Hasta los bomberos de La Boca quisieron convencernos.
Pero no fue la policía, ni la barra, ni los bomberos, ni el rechazo de los vecinos lo que nos ganó. Una noche me despertó un disparo. Al asomarme vi que la policía estaba donde siempre, con los reflectores alborotados, mientras cuatro tipos de civil palanqueaban la puerta del último vagón. Uno de ellos disparó en mi dirección. Vi el fogonazo y sentí el golpe del plomo contra la chapa. Nino me ordenó que corriera. Mientras escapaba escuché la explosión. Pasado un primer instante de desconcierto, la policía asaltó el tren.
Nunca hubo información oficial, pero yo creo que fue gente de Lacoste. Nosotros le habíamos hecho el favor de instalar un polvorín junto a nuestro mayor símbolo. La policía seguro no fue porque yo vi que a los cuatro tipos se los llevaban presos. Quien haya sido, intentó volar el tren detonando una carga para que el resto volara por contigüidad. Tal cosa no ocurrió porque las cajas que cargamos en Tafí solo tenían arena.

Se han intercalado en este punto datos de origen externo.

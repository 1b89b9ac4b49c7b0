//! The calculator state machine.
//!
//! A [`CalculatorState`] holds everything one calculator window needs: the
//! display text, the operator waiting for its second operand, the left-hand
//! operand and whether the next digit starts a new number. Tokens are applied
//! to it one at a time and the display is read back afterwards.

use super::format::{format_number, parse_number};
use super::token::{Operator, Token};
use thiserror::Error;
use tracing::{debug, warn};

/// Display text shown for division by zero and square roots of negatives.
pub const ERROR_SENTINEL: &str = "Error";

/// A token that could not be applied because the display is not a number.
#[derive(Debug, Error, PartialEq, Eq)]
pub enum EngineError {
    #[error("display {0:?} is not a number")]
    InvalidNumber(String),
}

/// State of a single calculator.
#[derive(Clone, Debug, PartialEq)]
pub struct CalculatorState {
    display: String,
    pending_operator: Option<Operator>,
    accumulator: f64,
    awaiting_new_entry: bool,
}

impl Default for CalculatorState {
    fn default() -> Self {
        Self {
            display: "0".to_string(),
            pending_operator: None,
            accumulator: 0.0,
            awaiting_new_entry: true,
        }
    }
}

impl CalculatorState {
    pub fn new() -> Self {
        Self::default()
    }

    /// The text currently shown to the user.
    pub fn display(&self) -> &str {
        &self.display
    }

    /// The operator selected but not yet applied.
    pub fn pending_operator(&self) -> Option<Operator> {
        self.pending_operator
    }

    /// The left-hand operand of the operation in progress.
    pub fn accumulator(&self) -> f64 {
        self.accumulator
    }

    /// Whether the next digit replaces the display instead of extending it.
    pub fn awaiting_new_entry(&self) -> bool {
        self.awaiting_new_entry
    }

    /// Whether the display holds the error sentinel.
    pub fn is_error(&self) -> bool {
        self.display == ERROR_SENTINEL
    }

    /// Apply one token, logging and ignoring a rejection.
    ///
    /// A rejected token keeps whatever it changed before the display failed
    /// to parse; see [`CalculatorState::try_apply`].
    pub fn apply(&mut self, token: Token) {
        match self.try_apply(token) {
            Ok(()) => debug!(%token, display = %self.display, "applied token"),
            Err(err) => warn!(%token, %err, "token rejected"),
        }
    }

    /// Apply a sequence of tokens in order.
    pub fn apply_all(&mut self, tokens: impl IntoIterator<Item = Token>) {
        for token in tokens {
            self.apply(token);
        }
    }

    /// Apply one token.
    ///
    /// Fails when the token has to read the display as a number and it is
    /// not one (`"Error"`, `"1..2"`). Steps of the token that ran before the
    /// failing parse are not rolled back.
    pub fn try_apply(&mut self, token: Token) -> Result<(), EngineError> {
        match token {
            Token::Digit(_) | Token::Point => self.enter(token.label()),
            Token::Operator(op) => {
                if !self.awaiting_new_entry {
                    self.calculate()?;
                    self.awaiting_new_entry = true;
                }
                // Re-read even right after another operator key, which picks
                // up a sign toggle made in between.
                self.accumulator = self.display_value()?;
                self.pending_operator = Some(op);
            }
            Token::Equals => {
                self.calculate()?;
                self.pending_operator = None;
                self.awaiting_new_entry = true;
            }
            Token::Clear => *self = Self::default(),
            Token::ClearEntry => {
                self.display = "0".to_string();
                self.awaiting_new_entry = true;
            }
            Token::Sign => {
                if let Some(stripped) = self.display.strip_prefix('-') {
                    self.display = stripped.to_string();
                } else if self.display != "0" {
                    self.display.insert(0, '-');
                }
            }
            Token::Sqrt => {
                let value = self.display_value()?;
                self.display = if value >= 0.0 {
                    format_number(value.sqrt())
                } else {
                    debug!(value, "square root of negative number");
                    ERROR_SENTINEL.to_string()
                };
                self.awaiting_new_entry = true;
            }
        }

        Ok(())
    }

    fn enter(&mut self, label: &str) {
        if self.awaiting_new_entry {
            self.display.clear();
            self.awaiting_new_entry = false;
        }
        self.display.push_str(label);
    }

    /// Resolve the pending operator against the display.
    fn calculate(&mut self) -> Result<(), EngineError> {
        let Some(op) = self.pending_operator else {
            return Ok(());
        };

        let second = self.display_value()?;
        match op.compute(self.accumulator, second) {
            Some(result) => {
                self.display = format_number(result);
                self.accumulator = result;
            }
            None => {
                debug!(accumulator = self.accumulator, "division by zero");
                self.display = ERROR_SENTINEL.to_string();
            }
        }

        Ok(())
    }

    fn display_value(&self) -> Result<f64, EngineError> {
        parse_number(&self.display)
            .ok_or_else(|| EngineError::InvalidNumber(self.display.clone()))
    }
}

/// Apply `token` to `state` and return the resulting state.
pub fn apply(token: Token, mut state: CalculatorState) -> CalculatorState {
    state.apply(token);
    state
}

La explosión sonó fuerte por el puerto, pero apenas se escuchó en la capital porque las barrancas del Parque Lezama hicieron de contención. Nino cumplió el sueño de esparcir sus restos por todo el barrio. El cuerpo de Mario apareció degollado en los campitos de casa amarilla.
Unos abogados con respaldo político, seguramente de La Agrupación, lograron que en 1991 se me incluyera en un indulto firmado por Carlos M., del que se beneficiaron también mandos de la junta militar y combatientes del MTP. Mientras anduve por tribunales guardé la esperanza de cruzarme con Polack para agradecerle lo hecho por el club. Por su ejemplo cursé algunos semestres de abogacía en la cárcel (fui compañero de Sergio Shoklender). Después me dieron domiciliaria y largué. Más tarde, apenas indultado, me ofrecieron trabajo en una dependencia de Vialidad y ya no volví a estudiar.

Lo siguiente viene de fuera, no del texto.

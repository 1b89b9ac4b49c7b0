//! Desk calculator engine and its terminal front-end pieces.

pub mod calculator;
pub mod config;
pub mod items;
pub mod ui;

Al poco tiempo los concejales aprobaron la venta de la ciudad deportiva, no sé si por nuestra extorsión, para evitar los escándalos del tren con explosivos y la célula paramilitar, o simplemente porque a nadie le convenía la quiebra. El club estaba salvado. Tuvimos que aguantar que los primos salieran campeones del mundo al año siguiente, pero en contrapartida Alegre y Heller hicieron una gestión aceptable y ganaron muchos de los clásicos.

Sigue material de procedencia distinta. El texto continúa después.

impl VehicleStreamController {
    pub fn new(transport: CommandTransport, events: EventBus) -> Self {
        Self {
            states: Arc::new(MemoryStore::new()),
            heartbeats: Arc::new(MemoryStore::new()),
            transport,
            events,
        }
    }

    pub fn with_stores(
        states: Arc<dyn KeyedStore<VehicleKey, StreamState>>,
        heartbeats: Arc<dyn KeyedStore<VehicleKey, Heartbeat>>,
        transport: CommandTransport,
        events: EventBus,
    ) -> Self {
        Self {
            states,
            heartbeats,
            transport,
            events,
        }
    }

    /// Run `f` atomically on the vehicle's state, publishing a
    /// `stream_state_change` if the observable state moved.
    fn transition(
        &self,
        key: &VehicleKey,
        now_ms: u64,
        mut f: impl FnMut(&mut StreamState),
    ) -> StreamState {
        let mut snapshot = StreamState::default();
        let mut changed = false;
        self.states.update(key, now_ms, &mut |slot| {
            let state = slot.get_or_insert_with(StreamState::default);
            let before = observable(state);
            evaluate(state, now_ms);
            f(state);
            changed = observable(state) != before;
            snapshot = state.clone();
        });

        if changed {
            info!(
                vehicle = %key,
                state = %snapshot.state,
                source = ?snapshot.source_id,
                reason = ?snapshot.error_reason,
                "Stream state changed"
            );
            self.events.publish(PushEvent::state_change(key, &snapshot));
        }
        snapshot
    }

    /// Whether the vehicle's last heartbeat is fresh.
    pub fn is_connected(&self, key: &VehicleKey, now_ms: u64) -> bool {
        self.states
            .get(key, now_ms)
            .and_then(|s| s.last_heartbeat_at)
            .is_some_and(|at| now_ms.saturating_sub(at) < HEARTBEAT_STALE_MS)
    }

    pub fn last_heartbeat(&self, key: &VehicleKey, now_ms: u64) -> Option<Heartbeat> {
        self.heartbeats.get(key, now_ms)
    }

    /// Ingest an edge heartbeat.
    pub fn on_heartbeat(&self, key: &VehicleKey, hb: Heartbeat, now_ms: u64) -> StreamState {
        let mut latest = Some(hb.clone());
        self.heartbeats
            .update(key, now_ms, &mut |slot| *slot = latest.take());

        let state = self.transition(key, now_ms, |state| {
            state.last_heartbeat_at = Some(now_ms);
            reconcile(state, &hb, now_ms);
        });
        debug!(vehicle = %key, state = %state.state, edge = ?hb.streaming_status, "Heartbeat");
        state
    }

    /// Current state with staleness and timeouts applied.
    pub fn get_state(&self, key: &VehicleKey, now_ms: u64) -> StreamState {
        match self.states.get(key, now_ms) {
            Some(_) => self.transition(key, now_ms, |_| ()),
            None => StreamState::default(),
        }
    }

    /// Check a start request against what the edge last reported.
    fn validate_start(&self, key: &VehicleKey, camera: CameraSlot, now_ms: u64) -> Result<(), ControlError> {
        let hb = self
            .last_heartbeat(key, now_ms)
            .ok_or_else(|| ControlError::EdgeOffline(key.to_string()))?;
        let available = hb.available_cameras();
        if !available.is_empty() && !available.contains(&camera) {
            return Err(ControlError::CameraUnavailable(camera.to_string()));
        }
        if !hb.youtube_configured {
            return Err(ControlError::EncoderKeyNotConfigured(key.to_string()));
        }
        Ok(())
    }

    /// `IDLE/STREAMING → STARTING`.
    pub fn start_stream(
        &self,
        key: &VehicleKey,
        camera: &str,
        controller: StreamController,
        now_ms: u64,
    ) -> Result<CommandId, ControlError> {
        let camera: CameraSlot = camera.parse()?;
        self.validate_start(key, camera, now_ms)?;

        let id = CommandId::generate();
        let mut accepted = Ok(());
        self.transition(key, now_ms, |state| {
            accepted = match state.state {
                StreamPhase::Idle | StreamPhase::Streaming => {
                    state.state = StreamPhase::Starting;
                    state.controller = Some(controller);
                    state.pending_command_id = Some(id.clone());
                    state.pending_since = Some(now_ms);
                    state.clear_error();
                    Ok(())
                }
                StreamPhase::Disconnected => Err(ControlError::EdgeOffline(key.to_string())),
                other => Err(ControlError::InvalidTransition {
                    action: "start",
                    state: other.to_string(),
                }),
            };
        });
        accepted?;

        self.transport.send_with_id(
            key,
            id.clone(),
            &EdgeCommand::StartStream {
                camera,
                profile: None,
            },
            CommandOwner::Stream,
            now_ms,
        );
        Ok(id)
    }

    /// `STREAMING → STOPPING`. Any controller may stop any stream.
    pub fn stop_stream(
        &self,
        key: &VehicleKey,
        controller: StreamController,
        now_ms: u64,
    ) -> Result<CommandId, ControlError> {
        let id = CommandId::generate();
        let mut accepted = Ok(());
        self.transition(key, now_ms, |state| {
            accepted = match state.state {
                StreamPhase::Streaming => {
                    if state.controller.is_some_and(|c| c != controller) {
                        debug!(
                            vehicle = %key,
                            previous = ?state.controller,
                            by = ?controller,
                            "Stop issued by a different controller"
                        );
                    }
                    state.state = StreamPhase::Stopping;
                    state.controller = Some(controller);
                    state.pending_command_id = Some(id.clone());
                    state.pending_since = Some(now_ms);
                    Ok(())
                }
                StreamPhase::Disconnected => Err(ControlError::EdgeOffline(key.to_string())),
                other => Err(ControlError::InvalidTransition {
                    action: "stop",
                    state: other.to_string(),
                }),
            };
        });
        accepted?;

        self.transport.send_with_id(
            key,
            id.clone(),
            &EdgeCommand::StopStream,
            CommandOwner::Stream,
            now_ms,
        );
        Ok(id)
    }

    /// Apply a correlated ACK for a start or stop command.
    ///
    /// Ignored unless the record's id is the state's current pending id.
    pub fn apply_ack(&self, key: &VehicleKey, record: &CommandRecord, now_ms: u64) -> StreamState {
        let requested_camera = match record.command.as_str() {
            "start_stream" => record
                .params
                .get("camera")
                .and_then(|c| c.as_str())
                .and_then(CameraSlot::normalize),
            _ => None,
        };
        let success = record.status == CommandStatus::Success;
        let message = record.message.clone().unwrap_or_default();

        let mut applied = false;
        let state = self.transition(key, now_ms, |state| {
            if state.pending_command_id.as_ref() != Some(&record.command_id) {
                return;
            }
            applied = true;
            match (state.state, success) {
                (StreamPhase::Starting, true) => {
                    state.state = StreamPhase::Streaming;
                    state.started_at = Some(now_ms);
                    if requested_camera.is_some() {
                        state.source_id = requested_camera;
                    }
                    state.clear_pending();
                    state.clear_error();
                }
                (StreamPhase::Stopping, true) => {
                    state.state = StreamPhase::Idle;
                    state.started_at = None;
                    state.clear_pending();
                    state.clear_error();
                }
                (StreamPhase::Starting | StreamPhase::Stopping, false) => {
                    let reason = StreamErrorReason::classify_ack_message(&message);
                    let text = if message.trim().is_empty() {
                        "Edge reported failure without a message".to_string()
                    } else {
                        message.clone()
                    };
                    state.fail(reason, text);
                }
                _ => state.clear_pending(),
            }
        });

        if !applied {
            warn!(
                vehicle = %key,
                command_id = %record.command_id,
                pending = ?state.pending_command_id,
                "Discarding stale stream ACK"
            );
        }
        state
    }

    /// Point `source_id` at a camera the edge confirmed switching to.
    pub fn force_source(&self, key: &VehicleKey, camera: CameraSlot, now_ms: u64) -> StreamState {
        self.transition(key, now_ms, |state| state.source_id = Some(camera))
    }

    /// Clear an `ERROR` and fall back to `IDLE` or `DISCONNECTED`.
    ///
    /// Never re-issues the failed command.
    pub fn retry_from_error(&self, key: &VehicleKey, now_ms: u64) -> Result<StreamState, ControlError> {
        let connected = self.is_connected(key, now_ms);
        let mut result = Ok(());
        let state = self.transition(key, now_ms, |state| {
            if state.state != StreamPhase::Error {
                result = Err(ControlError::InvalidTransition {
                    action: "retry",
                    state: state.state.to_string(),
                });
                return;
            }
            state.clear_error();
            state.clear_pending();
            state.started_at = None;
            state.state = if connected {
                StreamPhase::Idle
            } else {
                StreamPhase::Disconnected
            };
        });
        result.map(|_| state)
    }

    /// Apply time-driven transitions to every known vehicle.
    ///
    /// Returns the number of vehicles whose state changed.
    pub fn sweep(&self, now_ms: u64) -> usize {
        let mut changed = 0;
        for key in self.states.keys(now_ms) {
            let mut moved = None;
            self.states.update(&key, now_ms, &mut |slot| {
                if let Some(state) = slot.as_mut() {
                    if evaluate(state, now_ms) {
                        moved = Some(state.clone());
                    }
                }
            });
            if let Some(state) = moved {
                info!(vehicle = %key, state = %state.state, reason = ?state.error_reason, "Sweeper moved stream state");
                self.events.publish(PushEvent::state_change(&key, &state));
                changed += 1;
            }
        }
        changed
    }
}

Y del último pago por la ciudad deportiva, de seiscientos mil dólares, ocurrido en 1995, aún quedan cosas por decirse, porque le cayó del cielo a un presidente recién asumido que venía al club con ambiciones raras. Un tal Mauricio Macri.
Fernando Montes de Oca
Nació en Buenos Aires en 1977 pero aprendió a leer y escribir algunos años después en San Javier, Misiones. Es técnico mecánico y mecánico electricista universitario. Ganó los premios “Matices del Cuento” (1999) de la revista Matices, “Primero Concurso de Ficción Científica” del diario Hoy Día Córdoba (2007), y “Escritores de Ciencia” (2011) del Ministerio de Ciencia y Tecnología de Córdoba. En 2006 integró la antología de jóvenes escritores “Es lo que hay”. En 2018 publicó su primer libro, “Hombre Lobo”, Editorial Recovecos.
Autor singular, Montes de Oca es uno de los narradores más interesantes que ha dado la provincia de Córdoba. Su estilo incluye mixturas entre diferentes géneros populares como la ciencia ficción, el policial y el costumbrismo, lo que hace que sus relatos siempre se sientan cercanos y amenos.